To the same general effect are the following cases, viz.:Wistar v. McManes, 54 Pa. St. on p. 326; Stubbs v.Leavitt, 30 Ala. 352; Duncan v. Gerdine, 59 Miss. 550;Jeffrey v. Fitch, 46 Conn. 601; Ins. Co. v. Waterhouse, 78 Ia. 674; Vilas v. Jones, 1 N.Y. 274; Wingate v.Haywood, 40 N.H. 437; Little v. Price, 1 Md. Ch. 182;Lester v. Hoskins, 26 Ark. 63; Martin v. Parsons, 49 Cal. 94; French v. Shotwell, 5 Johns. Ch. 554. See also Beach on Injunctions, §§ 615-631; Spelling Ex. Relief, vol. 1 § 139. Although there is no decision in our own reports which fully controls the case at at bar, yet there are several in which the validity of the doctrine above enunciated is clearly recognized. In Spooner v. Leland, 5 R.I. 348, which was a bill to enjoin an execution *294 in an action at law, this court, while it denied the relief prayed for on the ground that the answer completely negatived all the allegations of the bill as to the defences of the complainant in the original action, yet held that if the party wronged had no notice or knowledge of the judgment obtained against him until after the expiration of the year within which he might have applied for relief on the law side of the court, he would certainly, on the ground of breach of trust and for the prevention of fraud, be entitled to it in equity.

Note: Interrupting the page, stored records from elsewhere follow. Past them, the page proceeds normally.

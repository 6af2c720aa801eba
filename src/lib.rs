//! agent-tail - Live multi-session tailing of AI assistant transcripts.

pub mod app;
pub mod config;
pub mod decoder;
pub mod display;
pub mod session;
pub mod watcher;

In Furbush v. Collingwood, 13 R.I. 720, which was a bill by a judgment creditor for injunction and for revision of the judgment in the matter of costs, it was held that a court of equity has no more jurisdiction to revise and correct the judgments of a court of law in the matter of costs than in the matter of debt or damages, and that in either matter it has jurisdiction only in case of fraud, accident, or mistake, or something of that nature. In delivering the opinion of the court, Durfee, C.J., said:

"We apprehend that what is meant by fraud, as a ground for enjoining or setting aside a judgment, is not mere falsity of claim or proof, but fraud outside of them, perpetrated by some artifice or contrivance of the party or person benefited, or by some collusion of both parties, whereby in the course of the trial, or in entering judgment, the injured party or the court has been imposed upon or betrayed into inattention and deceived. Freeman on Judgments, §§ 487, 489; High on injunctions, §§ 86, 96, 97, and notes; Muscatine v. Railroad Company, 1 Dillon C.C. 536; Bateman v. Willoe, 1 Sch. Lef. 201, 204;Emerson v. Udall, 13 Vt. 477. No such fraud is alleged here." See also Linnell v. Battey, 17 R.I. 241; Rogers v. Rogers,Ib. 623.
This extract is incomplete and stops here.